On Monday, Iglesias reacted to news the CDC is planning research to study the long-term health effects of harmful algal blooms to fishing guides on Lake Okeechobee.
“Algae is not a Florida problem and it’s sure just not a Lake O problem, it’s a worldwide phenomenon,” said Iglesias, who added he welcomes the research.
The CDC says it will study fishing guides and people who lead charter fishing expeditions, those on the water likely to be exposed to the lake’s blooms.
“Honestly, I welcome anything, any kind of study anyone wants to do on Lake O because I live out here,” said Tom Mann Jr, who has been fishing Lake Okeechobee since 1983.
Mann says he spends about 240 days a year sitting on the water, and he fished through last year’s harmful algal blooms.
“I fished everyday right on that water, I have no side effects, I saw no dead fish,” Mann said.

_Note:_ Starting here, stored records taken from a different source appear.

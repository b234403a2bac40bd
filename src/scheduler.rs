//! Per-frame scheduling seam between the driver and the host loop.

use std::collections::BTreeSet;

/// Identifies one requested frame.
#[derive(Debug, Clone, Copy, PartialEq, Eq, PartialOrd, Ord, Hash)]
pub struct FrameHandle(u64);

impl FrameHandle {
    pub fn id(&self) -> u64 {
        self.0
    }
}

/// The host's "call me on the next frame" primitive.
pub trait FrameScheduler {
    fn request_frame(&mut self) -> FrameHandle;

    /// Cancelling an unknown or already-fired handle is a no-op.
    fn cancel_frame(&mut self, handle: FrameHandle);
}

/// Queue of requested frames, drained by the host once per display frame.
#[derive(Debug, Default)]
pub struct FrameQueue {
    next_id: u64,
    pending: BTreeSet<FrameHandle>,
    requested: u64,
    cancelled: u64,
}

impl FrameQueue {
    pub fn new() -> Self {
        Self::default()
    }

    /// Removes and returns every handle requested so far, oldest first.
    /// Handles requested while the caller processes these land in the next batch.
    pub fn take_due(&mut self) -> Vec<FrameHandle> {
        std::mem::take(&mut self.pending).into_iter().collect()
    }

    pub fn pending_len(&self) -> usize {
        self.pending.len()
    }

    pub fn is_pending(&self, handle: FrameHandle) -> bool {
        self.pending.contains(&handle)
    }

    pub fn requested(&self) -> u64 {
        self.requested
    }

    pub fn cancelled(&self) -> u64 {
        self.cancelled
    }
}

impl FrameScheduler for FrameQueue {
    fn request_frame(&mut self) -> FrameHandle {
        self.next_id += 1;
        self.requested += 1;
        let handle = FrameHandle(self.next_id);
        self.pending.insert(handle);
        handle
    }

    fn cancel_frame(&mut self, handle: FrameHandle) {
        if self.pending.remove(&handle) {
            self.cancelled += 1;
        }
    }
}
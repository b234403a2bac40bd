use super::{between, either_sign, pick, EffectDefinition, EffectId, Fate, Placement, OFFSCREEN_MARGIN};
use crate::color::Rgb;
use crate::geometry::{Bounds, Point};
use crate::particle::{Body, Kind, Particle};
use crate::surface::RenderSurface;
use std::f32::consts::TAU;

const WING_COLORS: [Rgb; 5] = [
    Rgb(255, 165, 0),   // Monarch
    Rgb(135, 206, 250), // Morpho
    Rgb(186, 85, 211),
    Rgb(255, 215, 0),
    Rgb(255, 105, 180),
];

const BODY_COLOR: Rgb = Rgb(40, 30, 20);

/// How far outside the edge a butterfly enters; inside the recycle margin.
const ENTRY_OFFSET: f32 = 30.0;

#[derive(Debug, Clone, PartialEq)]
pub struct Butterfly {
    pub wing_phase: f32,
    pub flap_speed: f32,
    /// Vertical bobbing amplitude per tick.
    pub amplitude: f32,
    pub bob_phase: f32,
    pub color: Rgb,
}

pub struct Butterflies;

impl EffectDefinition for Butterflies {
    fn id(&self) -> EffectId {
        EffectId::Butterflies
    }

    fn default_count(&self) -> usize {
        15
    }

    fn spawn(&self, bounds: Bounds, _color: Rgb, placement: Placement) -> Particle {
        let direction = either_sign();
        let x = match placement {
            Placement::Scattered => between(0.0, bounds.width),
            Placement::Entering if direction > 0.0 => -ENTRY_OFFSET,
            Placement::Entering => bounds.width + ENTRY_OFFSET,
        };
        let body = Body {
            x,
            y: between(bounds.height * 0.1, bounds.height * 0.9),
            vx: direction * between(0.8, 2.0),
            vy: between(-0.3, 0.3),
            size: between(8.0, 14.0),
            opacity: between(0.8, 1.0),
            ..Body::default()
        };
        Particle::new(
            body,
            Butterfly {
                wing_phase: between(0.0, TAU),
                flap_speed: between(0.2, 0.4),
                amplitude: between(0.5, 1.5),
                bob_phase: between(0.0, TAU),
                color: pick(&WING_COLORS),
            },
        )
    }

    fn step(&self, particle: &mut Particle, bounds: Bounds) -> Fate {
        let Particle { body, kind: Kind::Butterfly(fly), .. } = particle else {
            return Fate::Recycle;
        };

        fly.wing_phase = (fly.wing_phase + fly.flap_speed) % TAU;
        fly.bob_phase = (fly.bob_phase + 0.05) % TAU;
        body.advance();
        body.y += fly.bob_phase.sin() * fly.amplitude;
        // Lean into the bob
        body.rotation = fly.bob_phase.cos() * 0.2;

        let outside = body.x < -OFFSCREEN_MARGIN
            || body.x > bounds.width + OFFSCREEN_MARGIN
            || body.y < -OFFSCREEN_MARGIN
            || body.y > bounds.height + OFFSCREEN_MARGIN;
        if outside { Fate::Recycle } else { Fate::Live }
    }

    fn render(&self, surface: &mut dyn RenderSurface, particle: &Particle) {
        let Kind::Butterfly(fly) = &particle.kind else {
            return;
        };
        let body = particle.body;
        let flap = 0.2 + 0.8 * fly.wing_phase.sin().abs();
        let size = body.size;
        let at = |dx: f32, dy: f32| Point::new(dx, dy).rotated(body.rotation, body.position());
        let lower = fly.color.lerp(Rgb::WHITE, 0.2);

        surface.with_opacity(body.opacity, &mut |s| {
            s.fill_ellipse(at(-size * 0.5 * flap, -size * 0.1), size * 0.6 * flap, size * 0.45, body.rotation, fly.color);
            s.fill_ellipse(at(size * 0.5 * flap, -size * 0.1), size * 0.6 * flap, size * 0.45, body.rotation, fly.color);
            s.fill_ellipse(at(-size * 0.35 * flap, size * 0.3), size * 0.4 * flap, size * 0.3, body.rotation, lower);
            s.fill_ellipse(at(size * 0.35 * flap, size * 0.3), size * 0.4 * flap, size * 0.3, body.rotation, lower);
            s.fill_ellipse(body.position(), size * 0.12, size * 0.5, body.rotation, BODY_COLOR);
        });
    }
}
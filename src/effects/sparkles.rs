use super::{between, EffectDefinition, EffectId, Fate, Placement};
use crate::color::Rgb;
use crate::geometry::{Bounds, Point};
use crate::particle::{Body, Kind, Particle};
use crate::surface::RenderSurface;
use std::f32::consts::{FRAC_PI_2, TAU};

#[derive(Debug, Clone, PartialEq)]
pub struct Sparkle {
    /// Remaining life in `(0, 1]`; the sparkle recycles at zero.
    pub life: f32,
    /// Life lost per tick.
    pub decay: f32,
    pub color: Rgb,
}

pub struct Sparkles;

impl EffectDefinition for Sparkles {
    fn id(&self) -> EffectId {
        EffectId::Sparkles
    }

    fn default_count(&self) -> usize {
        80
    }

    fn spawn(&self, bounds: Bounds, color: Rgb, placement: Placement) -> Particle {
        let life = match placement {
            // 1 - [0,1) keeps scattered life strictly positive
            Placement::Scattered => 1.0 - fastrand::f32(),
            Placement::Entering => 1.0,
        };
        let body = Body {
            x: between(0.0, bounds.width),
            y: between(0.0, bounds.height),
            rotation: between(0.0, TAU),
            spin: between(0.02, 0.08),
            size: between(2.0, 6.0),
            opacity: 1.0,
            ..Body::default()
        };
        Particle::new(
            body,
            Sparkle {
                life,
                decay: between(0.01, 0.03),
                color: color.lighten(between(0.0, 0.5)),
            },
        )
    }

    fn step(&self, particle: &mut Particle, _bounds: Bounds) -> Fate {
        let Particle { body, kind: Kind::Sparkle(sparkle), .. } = particle else {
            return Fate::Recycle;
        };

        sparkle.life -= sparkle.decay;
        body.advance();

        if sparkle.life <= 0.0 { Fate::Recycle } else { Fate::Live }
    }

    fn render(&self, surface: &mut dyn RenderSurface, particle: &Particle) {
        let Kind::Sparkle(sparkle) = &particle.kind else {
            return;
        };
        let body = particle.body;
        let life = sparkle.life.clamp(0.0, 1.0);
        let center = body.position();
        let reach = body.size * 2.0 * life;

        surface.with_opacity(body.opacity * life, &mut |s| {
            s.fill_circle(center, body.size * 0.5 * life, sparkle.color);
            for arm in 0..4 {
                let angle = body.rotation + arm as f32 * FRAC_PI_2;
                let tip = Point::new(center.x + angle.cos() * reach, center.y + angle.sin() * reach);
                s.stroke(center, tip, 1.0, sparkle.color);
            }
        });
    }
}
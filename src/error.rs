use std::path::PathBuf;

/// Failures inside the engine. None of these ever reach the host as a panic;
/// callers degrade to "no overlay" and log.
#[derive(Debug, thiserror::Error)]
pub enum EngineError {
    #[error("unknown effect id: {0:?}")]
    UnknownEffect(String),

    #[error("render surface unavailable: {0}")]
    SurfaceUnavailable(String),

    #[error("invalid hex color: {0:?} (expected RRGGBB)")]
    InvalidColor(String),

    #[error("scale must be a positive number, got {0}")]
    InvalidScale(f32),

    #[error("failed to read config {path}: {source}")]
    ConfigRead {
        path: PathBuf,
        #[source]
        source: std::io::Error,
    },

    #[error("failed to parse config: {0}")]
    ConfigParse(#[from] toml::de::Error),
}

impl From<std::io::Error> for EngineError {
    fn from(err: std::io::Error) -> Self {
        EngineError::SurfaceUnavailable(err.to_string())
    }
}
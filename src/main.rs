use anyhow::{bail, Context};
use crossterm::{
    cursor::{Hide, Show},
    event::{self, Event, KeyCode, KeyEventKind, KeyModifiers},
    execute,
    terminal::{self, Clear, ClearType, EnterAlternateScreen, LeaveAlternateScreen},
};
use overlay_fx::{AnimationDriver, ConfigFile, EffectId, FrameQueue, HostSettings, MountConfig, Rgb, TerminalSurface};
use std::env;
use std::fs::File;
use std::io::{stdout, BufWriter, Stdout};
use std::path::{Path, PathBuf};
use std::time::{Duration, Instant};

type Surface = TerminalSurface<BufWriter<Stdout>>;

const FIXED_DT: f32 = 1.0 / 60.0;

fn print_usage() {
    eprintln!("overlay-fx - Ambient particle overlays for the terminal");
    eprintln!();
    eprintln!("Usage: overlay-fx [EFFECT] [OPTIONS]");
    eprintln!();
    eprintln!("Effects:");
    for id in EffectId::ALL {
        eprintln!("  {id}");
    }
    eprintln!();
    eprintln!("Options:");
    eprintln!("  --color RRGGBB     Tint for effects without a fixed palette (default ffffff)");
    eprintln!("  --bg-color RRGGBB  Background color (default 000000)");
    eprintln!("  --scale N          Logical units per terminal pixel (default 4)");
    eprintln!("  --config FILE      Load settings from a TOML file; flags override it");
    eprintln!("  --log-file FILE    Write logs to FILE (RUST_LOG controls the level)");
    eprintln!("  --list             Print effect names and exit");
    eprintln!();
    eprintln!("Tab / Shift+Tab cycles effects. Press 'q', ESC, or Ctrl+C to exit");
}

struct Options {
    file: ConfigFile,
    log_file: Option<PathBuf>,
}

fn value_of(args: &[String], i: usize) -> anyhow::Result<&str> {
    args.get(i + 1)
        .map(String::as_str)
        .with_context(|| format!("{} requires a value", args[i]))
}

/// Parses the command line. `None` means usage or the effect list was printed.
fn parse_args() -> anyhow::Result<Option<Options>> {
    let args: Vec<String> = env::args().collect();

    let mut effect_name: Option<String> = None;
    let mut color: Option<Rgb> = None;
    let mut bg_color: Option<Rgb> = None;
    let mut scale: Option<f32> = None;
    let mut config_path: Option<PathBuf> = None;
    let mut log_file: Option<PathBuf> = None;

    let mut i = 1;
    while i < args.len() {
        match args[i].as_str() {
            "--color" => color = Some(value_of(&args, i)?.parse()?),
            "--bg-color" => bg_color = Some(value_of(&args, i)?.parse()?),
            "--scale" => {
                let parsed: f32 = value_of(&args, i)?.parse().with_context(|| format!("invalid scale: {}", args[i + 1]))?;
                scale = Some(parsed);
            }
            "--config" => config_path = Some(PathBuf::from(value_of(&args, i)?)),
            "--log-file" => log_file = Some(PathBuf::from(value_of(&args, i)?)),
            "--list" => {
                for id in EffectId::ALL {
                    println!("{id}");
                }
                return Ok(None);
            }
            "help" | "--help" | "-h" => {
                print_usage();
                return Ok(None);
            }
            arg if !arg.starts_with('-') => {
                effect_name = Some(arg.to_string());
                i += 1;
                continue;
            }
            arg => {
                eprintln!("Unknown option: {}", arg);
                eprintln!();
                print_usage();
                std::process::exit(1);
            }
        }
        i += 2;
    }

    let mut file = match &config_path {
        Some(path) => ConfigFile::load(path)?,
        None => ConfigFile {
            mount: MountConfig::new(EffectId::Snowfall.name()),
            host: HostSettings::default(),
        },
    };

    if let Some(name) = effect_name {
        if name.parse::<EffectId>().is_err() {
            eprintln!("Unknown effect: {}", name);
            eprintln!();
            print_usage();
            std::process::exit(1);
        }
        file.mount.effect_type = name;
    }
    if let Some(color) = color {
        file.mount.primary_color = color;
    }
    if let Some(bg) = bg_color {
        file.host.background = bg;
    }
    if let Some(scale) = scale {
        file.host.scale = scale;
    }
    file.host.validate()?;

    Ok(Some(Options { file, log_file }))
}

fn init_logging(log_file: Option<&Path>) -> anyhow::Result<()> {
    // Stderr shares the alternate screen, so keep it quiet unless redirected
    let (filter, target) = match log_file {
        Some(path) => {
            let file = File::create(path).with_context(|| format!("cannot create log file {}", path.display()))?;
            ("info", env_logger::Target::Pipe(Box::new(file)))
        }
        None => ("error", env_logger::Target::Stderr),
    };
    env_logger::Builder::from_env(env_logger::Env::default().default_filter_or(filter))
        .target(target)
        .try_init()?;
    Ok(())
}

fn cycle(driver: &mut AnimationDriver<FrameQueue, Surface>, step: fn(EffectId) -> EffectId) -> anyhow::Result<()> {
    let mut config = driver.config().clone();
    config.effect_type = step(driver.effect()).name().to_string();
    driver.reconfigure(config);
    // The last frame of the old effect would linger otherwise
    execute!(stdout(), Clear(ClearType::All))?;
    Ok(())
}

fn animate(mount: MountConfig, host: &HostSettings) -> anyhow::Result<()> {
    let mut driver: AnimationDriver<FrameQueue, Surface> = AnimationDriver::new(FrameQueue::new());
    driver.mount(mount, || {
        TerminalSurface::acquire(BufWriter::with_capacity(1024 * 64, stdout()), host.scale, host.background)
    });
    if driver.surface().is_none() {
        bail!("could not take over the terminal");
    }

    let mut last_frame = Instant::now();
    let mut accumulator = 0.0f32;

    loop {
        if event::poll(Duration::from_millis(1))? {
            match event::read()? {
                Event::Key(key_event) if key_event.kind == KeyEventKind::Press => {
                    if key_event.code == KeyCode::Char('q')
                        || key_event.code == KeyCode::Esc
                        || (key_event.code == KeyCode::Char('c') && key_event.modifiers.contains(KeyModifiers::CONTROL))
                    {
                        break;
                    }
                    match key_event.code {
                        KeyCode::Tab => cycle(&mut driver, EffectId::next)?,
                        KeyCode::BackTab => cycle(&mut driver, EffectId::previous)?,
                        _ => {}
                    }
                }
                Event::Resize(cols, rows) => {
                    driver.resize(Surface::bounds_for(cols, rows, host.scale));
                    execute!(stdout(), Clear(ClearType::All))?;
                }
                _ => {}
            }
        }

        let now = Instant::now();
        let frame_time = now.duration_since(last_frame).as_secs_f32();
        last_frame = now;

        accumulator += frame_time;
        if accumulator > FIXED_DT * 3.0 {
            accumulator = FIXED_DT * 3.0;
        }

        while accumulator >= FIXED_DT {
            driver.pump();
            accumulator -= FIXED_DT;
        }
    }

    driver.unmount();
    Ok(())
}

fn main() -> anyhow::Result<()> {
    let Some(options) = parse_args()? else {
        return Ok(());
    };
    init_logging(options.log_file.as_deref())?;

    let mut stdout = stdout();
    terminal::enable_raw_mode()?;
    execute!(stdout, EnterAlternateScreen, Hide, Clear(ClearType::All))?;

    let result = animate(options.file.mount, &options.file.host);

    execute!(stdout, Show, LeaveAlternateScreen)?;
    terminal::disable_raw_mode()?;

    result
}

Some studies say exposure to the blooms can lead to cancer and other diseases. Scientists will focus on the airborne toxins from the blooms and the health of the guides.
“I don’t think they’re going to find what they’re wanting to find out,” Iglesias said.
A lot of details regarding the study are still being worked out, but the CDC would like to begin early next year, and studying the guides will take several months.